Jerry Westmoreland petitions for review of the September 30, 1999, order of the Merit Systems Protection Board (Board), No. CH-0752-97-0692-B-1, upholding the Department of Veterans Affair’s West Side Medical Center, Chicago, IL, (agency’s) determination that Mr. Westmoreland was absent without leave (AWOL) from his employment, but mitigating the agency’s penalty of removal to a 30-day suspension. Because the Board’s determination that Mr. Westmoreland was AWOL, as well as the Board’s decision to mitigate the penalty to a 30-day suspension, was not arbitrary, capricious, an abuse of discretion, or otherwise not in accordance with the law, this court affirms.
I.
Mr. Westmoreland works for the agency as a medical supply technician. On March 28, 1997, the agency proposed to remove Mr. Westmoreland from his position based upon its assertion that Mr. Westmoreland had been AWOL, that he failed to follow the required leave procedures, and that he used the agency’s fax machine without authorization for personal purposes. The agency removed Mr. Westmoreland from his position on June 18,1997.
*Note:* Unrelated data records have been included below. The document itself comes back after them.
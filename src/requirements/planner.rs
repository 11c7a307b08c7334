//! Install planning and execution.
//!
//! [`InstallPlanner::build_plan`] turns missing prerequisites into an ordered,
//! deduplicated [`InstallPlan`]. [`execute`] runs it only once the operator
//! has confirmed and privilege is available.

use crate::error::{Result, TetherError};
use crate::requirements::checker::DependencyProbe;
use crate::requirements::host::{Host, OsRelease};
use crate::requirements::registry::{PackageManager, PackageSource, RequirementRegistry, Tier};
use crate::requirements::status::DependencyCheckResult;
use crate::shell::{shell_quote, CommandOptions, CommandRunner, Privilege};
use std::collections::HashSet;

/// One package to install.
#[derive(Debug, Clone, PartialEq, Eq)]
pub struct PackageSpec {
    /// Package name for the detected manager.
    pub name: String,
    /// Requirement that asked for it.
    pub requirement: String,
    /// Who can install it.
    pub tier: Tier,
    /// Environment assignments for the install command.
    pub env: Vec<(String, String)>,
}

/// A single command the plan will run.
#[derive(Debug, Clone, PartialEq, Eq)]
pub struct PlannedCommand {
    /// Human-readable description.
    pub description: String,
    /// Shell command.
    pub command: String,
    /// Whether the command needs root.
    pub privileged: bool,
}

/// Ordered install plan.
#[derive(Debug, Clone)]
pub struct InstallPlan {
    /// Package manager the plan targets.
    pub manager: PackageManager,
    /// Requirements covered, dependencies first.
    pub requirements: Vec<String>,
    /// Sources to register before installing.
    pub sources: Vec<PackageSource>,
    /// Packages, System tier before User tier, without duplicates.
    pub packages: Vec<PackageSpec>,
    /// Whether the package index must be refreshed.
    pub refresh_index: bool,
    /// Whether any step needs root.
    pub requires_privilege: bool,
    commands: Vec<PlannedCommand>,
    confirmed: bool,
}

impl InstallPlan {
    /// Record explicit operator consent.
    pub fn confirm(&mut self) {
        self.confirmed = true;
    }

    /// Whether the operator has consented.
    pub fn is_confirmed(&self) -> bool {
        self.confirmed
    }

    /// Whether there is nothing to do.
    pub fn is_empty(&self) -> bool {
        self.commands.is_empty()
    }

    /// Commands in execution order.
    pub fn commands(&self) -> &[PlannedCommand] {
        &self.commands
    }

    /// Commands joined for display.
    pub fn script(&self) -> String {
        self.commands
            .iter()
            .map(|c| c.command.as_str())
            .collect::<Vec<_>>()
            .join("\n")
    }
}

/// Builds install plans for missing prerequisites.
pub struct InstallPlanner<'a> {
    registry: &'a RequirementRegistry,
    host: &'a dyn Host,
}

impl<'a> InstallPlanner<'a> {
    /// Create a planner for the given catalog and host.
    pub fn new(registry: &'a RequirementRegistry, host: &'a dyn Host) -> Self {
        Self { registry, host }
    }

    /// Build a plan covering every missing result and its dependencies.
    ///
    /// Dependencies that are already present are left alone. Present
    /// results (including those with a caveat) are ignored.
    pub fn build_plan(&self, results: &[DependencyCheckResult]) -> Result<InstallPlan> {
        let probe = DependencyProbe::new(self.registry, self.host);
        let manager = probe
            .package_manager()
            .ok_or_else(|| TetherError::DependencyMissing {
                name: "package manager".to_string(),
                remediation: "No supported package manager (apt-get, dnf, yum) found on PATH; \
                              install the prerequisites manually"
                    .to_string(),
            })?;

        let missing: Vec<&str> = results
            .iter()
            .filter(|r| !r.present)
            .map(|r| r.name.as_str())
            .collect();

        let mut order: Vec<String> = Vec::new();
        for name in &missing {
            let chain = probe
                .resolve_install_deps(name)
                .map_err(|e| TetherError::Other(anyhow::anyhow!(e)))?;
            for req in chain {
                let needed = missing.contains(&req.as_str()) || !probe.probe(&req).present;
                if needed && !order.contains(&req) {
                    order.push(req);
                }
            }
        }

        let mut sources = Vec::new();
        let mut seen = HashSet::new();
        let mut system = Vec::new();
        let mut user = Vec::new();

        for name in &order {
            let Some(req) = self.registry.get(name) else {
                continue;
            };

            if let Some(source) = req.source {
                let registered = self.host.path_exists(&source.list_file(manager));
                if registered {
                    tracing::debug!("{} already registered", source.name());
                } else if !sources.contains(&source) {
                    sources.push(source);
                }
            }

            for package in req.packages_for(manager) {
                if !seen.insert(package.clone()) {
                    continue;
                }
                let spec = PackageSpec {
                    name: package.clone(),
                    requirement: req.name.clone(),
                    tier: req.tier,
                    env: req.env.clone(),
                };
                match req.tier {
                    Tier::System => system.push(spec),
                    Tier::User => user.push(spec),
                }
            }
        }

        let refresh_index = !sources.is_empty();
        let mut packages = system;
        packages.extend(user);

        let commands = self.commands_for(manager, &sources, refresh_index, &packages)?;
        let requires_privilege = commands.iter().any(|c| c.privileged);

        Ok(InstallPlan {
            manager,
            requirements: order,
            sources,
            packages,
            refresh_index,
            requires_privilege,
            commands,
            confirmed: false,
        })
    }

    fn commands_for(
        &self,
        manager: PackageManager,
        sources: &[PackageSource],
        refresh_index: bool,
        packages: &[PackageSpec],
    ) -> Result<Vec<PlannedCommand>> {
        let mut commands = Vec::new();

        if !sources.is_empty() {
            let os = OsRelease::detect(self.host).unwrap_or_default();
            for source in sources {
                for command in source.register_commands(manager, &os)? {
                    commands.push(PlannedCommand {
                        description: format!("Register {}", source.name()),
                        command,
                        privileged: true,
                    });
                }
            }
        }

        if refresh_index {
            commands.push(PlannedCommand {
                description: "Refresh package index".to_string(),
                command: manager.refresh_command().to_string(),
                privileged: true,
            });
        }

        // Consecutive packages sharing tier and env go into one command.
        let mut batch: Vec<&PackageSpec> = Vec::new();
        for spec in packages {
            if let Some(first) = batch.first() {
                if first.tier != spec.tier || first.env != spec.env {
                    commands.push(batch_command(manager, &batch));
                    batch.clear();
                }
            }
            batch.push(spec);
        }
        if !batch.is_empty() {
            commands.push(batch_command(manager, &batch));
        }

        Ok(commands)
    }
}

fn batch_command(manager: PackageManager, batch: &[&PackageSpec]) -> PlannedCommand {
    let names: Vec<String> = batch.iter().map(|s| s.name.clone()).collect();
    let env = &batch[0].env;
    match batch[0].tier {
        Tier::System => PlannedCommand {
            description: format!("Install {}", names.join(", ")),
            command: manager.install_command(&names, env),
            privileged: true,
        },
        Tier::User => {
            let quoted: Vec<String> = names.iter().map(|n| shell_quote(n)).collect();
            PlannedCommand {
                description: format!("Install {} for the current user", names.join(", ")),
                command: format!("python3 -m pip install --user {}", quoted.join(" ")),
                privileged: false,
            }
        }
    }
}

/// Execute a confirmed plan.
///
/// Fails before running anything when the plan is unconfirmed or needs
/// privilege that is unavailable. Stops at the first failing command.
/// `on_step` is called before each command with its index and description.
pub fn execute(
    plan: &InstallPlan,
    runner: &dyn CommandRunner,
    privilege: Privilege,
    on_step: &mut dyn FnMut(usize, &PlannedCommand),
) -> Result<usize> {
    if !plan.is_confirmed() {
        return Err(TetherError::PlanNotConfirmed);
    }

    if plan.requires_privilege && privilege == Privilege::Unavailable {
        return Err(TetherError::PrivilegeRequired {
            commands: plan
                .commands()
                .iter()
                .map(|c| {
                    if c.privileged {
                        format!("  sudo sh -c {}", shell_quote(&c.command))
                    } else {
                        format!("  {}", c.command)
                    }
                })
                .collect::<Vec<_>>()
                .join("\n"),
        });
    }

    for (index, step) in plan.commands().iter().enumerate() {
        on_step(index, step);
        let command = if step.privileged {
            privilege
                .wrap(&step.command)
                .unwrap_or_else(|| step.command.clone())
        } else {
            step.command.clone()
        };

        tracing::info!("Running install step: {}", step.description);
        let result = runner.run(&command, &CommandOptions::captured())?;
        if !result.success {
            tracing::warn!(
                "Install step failed ({:?}): {}",
                result.exit_code,
                result.last_line().unwrap_or("")
            );
            return Err(TetherError::CommandFailed {
                command: step.command.clone(),
                code: result.exit_code,
            });
        }
    }

    Ok(plan.commands().len())
}
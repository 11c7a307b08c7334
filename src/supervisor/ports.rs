//! Listening-port ownership.
//!
//! Reads the kernel's TCP tables under `/proc/net` and maps the listening
//! socket's inode back to a PID through `/proc/<pid>/fd`. Without `/proc`, a
//! bind attempt tells whether the port is taken but not by whom.

use std::fs;
use std::io;
use std::net::TcpListener;
use std::path::PathBuf;

/// TCP state code for LISTEN.
const TCP_LISTEN: &str = "0A";

/// Result of looking at a port.
#[derive(Debug, Clone, Copy, PartialEq, Eq)]
pub enum PortProbe {
    Free,
    /// Someone is listening. The owner is `None` when it cannot be seen.
    Held { owner_pid: Option<u32> },
}

impl PortProbe {
    pub fn is_held(&self) -> bool {
        matches!(self, PortProbe::Held { .. })
    }
}

/// Something that can say who listens on a port.
pub trait ListenerTable {
    fn probe(&self, port: u16) -> PortProbe;
}

/// One LISTEN row from `/proc/net/tcp*`.
#[derive(Debug, Clone, Copy, PartialEq, Eq)]
pub struct Listener {
    pub port: u16,
    pub inode: u64,
}

/// Parse a `/proc/net/tcp` or `/proc/net/tcp6` table into its LISTEN rows.
pub fn parse_proc_net(content: &str) -> Vec<Listener> {
    content
        .lines()
        .skip(1)
        .filter_map(|line| {
            let fields: Vec<&str> = line.split_whitespace().collect();
            if fields.len() < 10 || fields[3] != TCP_LISTEN {
                return None;
            }
            let (_, port_hex) = fields[1].rsplit_once(':')?;
            let port = u16::from_str_radix(port_hex, 16).ok()?;
            let inode = fields[9].parse().ok()?;
            Some(Listener { port, inode })
        })
        .collect()
}

/// Listener lookup through procfs.
#[derive(Debug, Clone)]
pub struct ProcListeners {
    proc_root: PathBuf,
    bind_host: String,
}

impl ProcListeners {
    pub fn new(bind_host: impl Into<String>) -> Self {
        Self {
            proc_root: PathBuf::from("/proc"),
            bind_host: bind_host.into(),
        }
    }

    /// Use a different procfs mount.
    pub fn with_proc_root(mut self, root: impl Into<PathBuf>) -> Self {
        self.proc_root = root.into();
        self
    }

    /// LISTEN rows from both tables, or `None` when neither can be read.
    fn listeners(&self) -> Option<Vec<Listener>> {
        let mut found = None;
        for table in ["tcp", "tcp6"] {
            match fs::read_to_string(self.proc_root.join("net").join(table)) {
                Ok(content) => found
                    .get_or_insert_with(Vec::new)
                    .extend(parse_proc_net(&content)),
                Err(e) => tracing::debug!("Cannot read /proc/net/{}: {}", table, e),
            }
        }
        found
    }

    /// Find the process holding a socket inode.
    fn owner_of(&self, inode: u64) -> Option<u32> {
        if inode == 0 {
            return None;
        }
        let needle = format!("socket:[{}]", inode);

        let entries = fs::read_dir(&self.proc_root).ok()?;
        for entry in entries.flatten() {
            let Some(pid) = entry
                .file_name()
                .to_str()
                .and_then(|name| name.parse::<u32>().ok())
            else {
                continue;
            };
            let Ok(fds) = fs::read_dir(entry.path().join("fd")) else {
                continue;
            };
            for fd in fds.flatten() {
                if fs::read_link(fd.path()).is_ok_and(|target| target.as_os_str() == needle.as_str())
                {
                    return Some(pid);
                }
            }
        }
        None
    }

    fn bind_probe(&self, port: u16) -> PortProbe {
        match TcpListener::bind((self.bind_host.as_str(), port)) {
            Ok(_) => PortProbe::Free,
            Err(e) if e.kind() == io::ErrorKind::AddrInUse => PortProbe::Held { owner_pid: None },
            Err(e) => {
                tracing::debug!("Bind probe on port {} failed: {}", port, e);
                PortProbe::Free
            }
        }
    }
}

impl ListenerTable for ProcListeners {
    fn probe(&self, port: u16) -> PortProbe {
        let Some(listeners) = self.listeners() else {
            return self.bind_probe(port);
        };

        let Some(listener) = listeners.into_iter().find(|l| l.port == port) else {
            return PortProbe::Free;
        };
        let owner_pid = self.owner_of(listener.inode);
        tracing::debug!(
            "Port {} held by inode {} (pid {:?})",
            port,
            listener.inode,
            owner_pid
        );
        PortProbe::Held { owner_pid }
    }
}
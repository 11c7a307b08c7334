//! Prerequisite probing.
//!
//! [`DependencyProbe`] inspects the host for each catalog entry. It only
//! runs query commands and reads files; results are never cached, so two
//! probes with no change on the host in between agree.

use crate::requirements::host::Host;
use crate::requirements::registry::{
    PackageManager, Requirement, RequirementCheck, RequirementRegistry,
};
use crate::requirements::status::DependencyCheckResult;
use crate::requirements::version::{extract_version, Version};
use std::collections::HashSet;
use std::path::Path;

/// System-wide ODBC driver registry.
pub const ODBCINST_INI: &str = "/etc/odbcinst.ini";

/// Checks whether requirements are satisfied on the host.
pub struct DependencyProbe<'a> {
    registry: &'a RequirementRegistry,
    host: &'a dyn Host,
    manager: Option<PackageManager>,
}

impl<'a> DependencyProbe<'a> {
    /// Create a probe over `registry` inspecting `host`.
    pub fn new(registry: &'a RequirementRegistry, host: &'a dyn Host) -> Self {
        Self {
            registry,
            host,
            manager: PackageManager::detect(host),
        }
    }

    /// Package manager found on the host, if any.
    pub fn package_manager(&self) -> Option<PackageManager> {
        self.manager
    }

    /// Probe the whole catalog in catalog order.
    pub fn probe_all(&self) -> Vec<DependencyCheckResult> {
        self.registry.iter().map(|req| self.check(req)).collect()
    }

    /// Probe one requirement by name.
    ///
    /// Unknown names are reported as missing and required.
    pub fn probe(&self, name: &str) -> DependencyCheckResult {
        match self.registry.get(name) {
            Some(req) => self.check(req),
            None => DependencyCheckResult::missing(
                name,
                true,
                format!("'{}' is not a known requirement", name),
            ),
        }
    }

    fn check(&self, req: &Requirement) -> DependencyCheckResult {
        let remediation = req.remediation(self.manager);
        let result = match &req.check {
            RequirementCheck::Version { command, minimum } => {
                self.check_version(req, command, *minimum, remediation)
            }
            RequirementCheck::CommandSucceeds(command) => match self.host.query(command) {
                Some(out) if out.success => DependencyCheckResult::present(
                    &req.name,
                    req.required,
                    extract_version(&format!("{}{}", out.stdout, out.stderr)),
                ),
                _ => DependencyCheckResult::missing(&req.name, req.required, remediation),
            },
            RequirementCheck::OnPath(tool) => match self.host.find_executable(tool) {
                Some(path) => {
                    let version = self
                        .host
                        .query(&format!("{} --version", path.display()))
                        .filter(|out| out.success)
                        .and_then(|out| extract_version(&out.stdout));
                    DependencyCheckResult::present(&req.name, req.required, version)
                }
                None => DependencyCheckResult::missing(&req.name, req.required, remediation),
            },
            RequirementCheck::OdbcDriver {
                configured,
                alternatives,
            } => self.check_odbc_driver(req, configured, alternatives, remediation),
        };

        tracing::debug!(
            "Probed {}: present={} version={:?}",
            result.name,
            result.present,
            result.version
        );
        result
    }

    fn check_version(
        &self,
        req: &Requirement,
        command: &str,
        minimum: Version,
        remediation: String,
    ) -> DependencyCheckResult {
        let Some(out) = self
            .host
            .query(&format!("{} --version", command))
            .filter(|out| out.success)
        else {
            return DependencyCheckResult::missing(&req.name, req.required, remediation);
        };

        // Python 2 prints its banner on stderr.
        let banner = format!("{}{}", out.stdout, out.stderr);
        match Version::parse(&banner) {
            Some(found) if found >= minimum => DependencyCheckResult::present(
                &req.name,
                req.required,
                extract_version(&banner),
            ),
            Some(found) => DependencyCheckResult::missing(
                &req.name,
                req.required,
                format!(
                    "{} {} is older than the required {}.{}; {}",
                    command, found, minimum.major, minimum.minor, remediation
                ),
            )
            .with_version(Some(found.to_string())),
            None => DependencyCheckResult::missing(&req.name, req.required, remediation),
        }
    }

    fn check_odbc_driver(
        &self,
        req: &Requirement,
        configured: &str,
        alternatives: &[String],
        remediation: String,
    ) -> DependencyCheckResult {
        let installed = self.installed_odbc_drivers();

        if installed.contains(configured) {
            return DependencyCheckResult::present(&req.name, req.required, None);
        }

        if let Some(alt) = alternatives.iter().find(|a| installed.contains(a.as_str())) {
            return DependencyCheckResult::present(&req.name, req.required, None).with_caveat(
                format!(
                    "'{}' is not installed but '{}' is; point the service's DB_DRIVER \
                     setting at '{}' instead of reinstalling",
                    configured, alt, alt
                ),
            );
        }

        DependencyCheckResult::missing(&req.name, req.required, remediation)
    }

    /// Driver names registered with unixODBC.
    ///
    /// Prefers `odbcinst -q -d`, falling back to reading the ini file when
    /// the tool is unavailable.
    pub fn installed_odbc_drivers(&self) -> HashSet<String> {
        if self.host.find_executable("odbcinst").is_some() {
            if let Some(out) = self.host.query("odbcinst -q -d").filter(|o| o.success) {
                return parse_ini_sections(&out.stdout);
            }
        }
        self.host
            .read_file(Path::new(ODBCINST_INI))
            .map(|content| parse_ini_sections(&content))
            .unwrap_or_default()
    }

    /// Resolve the install dependency chain for a requirement.
    ///
    /// Returns the ordered list of requirements that need to be installed,
    /// with dependencies before dependents. Max depth 5, detects circular deps.
    pub fn resolve_install_deps(&self, requirement: &str) -> Result<Vec<String>, String> {
        let mut chain = Vec::new();
        let mut visited = HashSet::new();
        self.resolve_deps_recursive(requirement, &mut chain, &mut visited, 0)?;
        Ok(chain)
    }

    fn resolve_deps_recursive(
        &self,
        requirement: &str,
        chain: &mut Vec<String>,
        visited: &mut HashSet<String>,
        depth: usize,
    ) -> Result<(), String> {
        const MAX_DEPTH: usize = 5;

        if depth > MAX_DEPTH {
            return Err(format!(
                "Requirement dependency chain exceeds max depth of {} for '{}'",
                MAX_DEPTH, requirement
            ));
        }

        if visited.contains(requirement) {
            return Err(format!(
                "Circular dependency detected: '{}' appears twice in the chain",
                requirement
            ));
        }

        let Some(req) = self.registry.get(requirement) else {
            return Err(format!("'{}' is not a known requirement", requirement));
        };

        visited.insert(requirement.to_string());

        for dep in &req.depends_on {
            self.resolve_deps_recursive(dep, chain, visited, depth + 1)?;
        }

        if !chain.iter().any(|c| c == requirement) {
            chain.push(requirement.to_string());
        }

        visited.remove(requirement);
        Ok(())
    }
}

/// Collect `[section]` names from ini-style text.
fn parse_ini_sections(content: &str) -> HashSet<String> {
    content
        .lines()
        .map(str::trim)
        .filter_map(|line| line.strip_prefix('[')?.strip_suffix(']'))
        .map(|name| name.trim().to_string())
        .filter(|name| !name.is_empty() && name != "ODBC")
        .collect()
}
#[cfg(test)]
mod tests {
    use super::*;
    use crate::requirements::host::fake::FakeHost;

    fn registry() -> RequirementRegistry {
        RequirementRegistry::new(&RequirementsConfig::default(), "python3")
    }

    #[test]
    fn catalog_order_is_stable() {
        assert_eq!(
            registry().known_names(),
            vec!["python3", "python3-venv", "pip", "curl", "unixodbc", "odbc-driver"]
        );
    }

    #[test]
    fn driver_depends_on_unixodbc_and_curl() {
        let registry = registry();
        let driver = registry.get("odbc-driver").unwrap();
        assert_eq!(driver.depends_on, vec!["unixodbc", "curl"]);
        assert_eq!(driver.source, Some(PackageSource::Microsoft));
        assert!(driver
            .env
            .contains(&("ACCEPT_EULA".to_string(), "Y".to_string())));
    }

    #[test]
    fn curl_is_optional() {
        assert!(!registry().get("curl").unwrap().required);
        assert!(registry().get("unixodbc").unwrap().required);
    }

    #[test]
    fn unixodbc_packages_differ_per_manager() {
        let registry = registry();
        let odbc = registry.get("unixodbc").unwrap();
        assert_eq!(odbc.packages_for(PackageManager::Apt), ["unixodbc", "unixodbc-dev"]);
        assert_eq!(odbc.packages_for(PackageManager::Dnf), ["unixODBC", "unixODBC-devel"]);
    }

    #[test]
    fn python_command_flows_into_checks() {
        let registry = RequirementRegistry::new(&RequirementsConfig::default(), "python3.11");
        assert_eq!(
            registry.get("pip").unwrap().check,
            RequirementCheck::CommandSucceeds("python3.11 -m pip --version".to_string())
        );
    }

    #[test]
    fn unknown_name_is_none() {
        assert!(registry().get("postgres").is_none());
    }

    #[test]
    fn install_command_prefixes_env() {
        let cmd = PackageManager::Apt.install_command(
            &["msodbcsql17".to_string()],
            &[("ACCEPT_EULA".to_string(), "Y".to_string())],
        );
        assert_eq!(cmd, "ACCEPT_EULA=Y apt-get install -y msodbcsql17");
    }

    #[test]
    fn detect_prefers_apt() {
        let host = FakeHost::new().with_executable("apt-get").with_executable("yum");
        assert_eq!(PackageManager::detect(&host), Some(PackageManager::Apt));
        let host = FakeHost::new().with_executable("yum");
        assert_eq!(PackageManager::detect(&host), Some(PackageManager::Yum));
        assert_eq!(PackageManager::detect(&FakeHost::new()), None);
    }

    #[test]
    fn microsoft_source_for_ubuntu() {
        let os = OsRelease::parse("ID=ubuntu\nVERSION_ID=\"22.04\"\n");
        let cmds = PackageSource::Microsoft
            .register_commands(PackageManager::Apt, &os)
            .unwrap();
        assert_eq!(cmds.len(), 2);
        assert!(cmds[1].contains("/config/ubuntu/22.04/prod.list"));
        assert!(cmds[1].ends_with("/etc/apt/sources.list.d/mssql-release.list"));
    }

    #[test]
    fn microsoft_source_for_debian_uses_major() {
        let os = OsRelease::parse("ID=debian\nVERSION_ID=\"12\"\n");
        let cmds = PackageSource::Microsoft
            .register_commands(PackageManager::Apt, &os)
            .unwrap();
        assert!(cmds[1].contains("/config/debian/12/prod.list"));
    }

    #[test]
    fn microsoft_source_for_rhel_like() {
        let os = OsRelease::parse("ID=rocky\nID_LIKE=\"rhel centos fedora\"\nVERSION_ID=9.3\n");
        let cmds = PackageSource::Microsoft
            .register_commands(PackageManager::Dnf, &os)
            .unwrap();
        assert_eq!(cmds.len(), 1);
        assert!(cmds[0].contains("/config/rhel/9/prod.repo"));
    }

    #[test]
    fn microsoft_source_rejects_unknown_distro() {
        let os = OsRelease::parse("ID=alpine\nVERSION_ID=3.19\n");
        assert!(PackageSource::Microsoft
            .register_commands(PackageManager::Apt, &os)
            .is_err());
    }

    #[test]
    fn remediation_names_install_command() {
        let registry = registry();
        let text = registry
            .get("unixodbc")
            .unwrap()
            .remediation(Some(PackageManager::Apt));
        assert!(text.contains("apt-get install -y unixodbc unixodbc-dev"));
    }

    #[test]
    fn remediation_for_sourced_package_points_at_install() {
        let registry = registry();
        let text = registry
            .get("odbc-driver")
            .unwrap()
            .remediation(Some(PackageManager::Apt));
        assert!(text.contains("tether install"));
        assert!(text.contains("msodbcsql17"));
    }

    #[test]
    fn remediation_without_manager_uses_hint() {
        let registry = registry();
        let text = registry.get("odbc-driver").unwrap().remediation(None);
        assert!(text.contains("ODBC Driver 17 for SQL Server"));
    }
}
Mr. Westmoreland appealed his removal to the Board on July 14, 1997, alleging that: (1) the agency’s action of removal constituted disparate treatment with regard to the misuse of the fax machine; (2) he followed proper leave procedures in accordance with an agreement between himself and the agency; (3) the agency subjected him to disability discrimination; and (4) the agency terminated him in retaliation for his whistleblowing activity. In an initial decision, the administrative judge dismissed the appeal as prematurely filed. Mr. Westmoreland petitioned to the full Board for review. The Board denied the petition, but vacated the administrative judge’s decision and remanded the matter to the regional office for further proceedings.
On remand, the administrative judge affirmed the agency’s decision to remove Mr. Westmoreland. The administrative judge found that Mr. Westmoreland was *870AWOL on the three days in question and that Mr. Westmoreland did not have any altered agreement with the agency regarding the proper leave procedures. Next, the administrative judge determined there was no disparate treatment of Mr. Westmoreland because the other relevant employee, who was merely reprimanded for unauthorized use of the fax machine, was not similarly situated. Regarding the allegation of disability discrimination, the administrative judge also found that Mr. Westmoreland had not established that his diabetes, which allegedly rendered him semi-comatose, was related to the fact that he was AWOL on three occasions. Finally, the administrative judge held that the agency established by clear and convincing evidence that it would have taken the removal action absent Mr. Westmoreland’s whistleblowing activity.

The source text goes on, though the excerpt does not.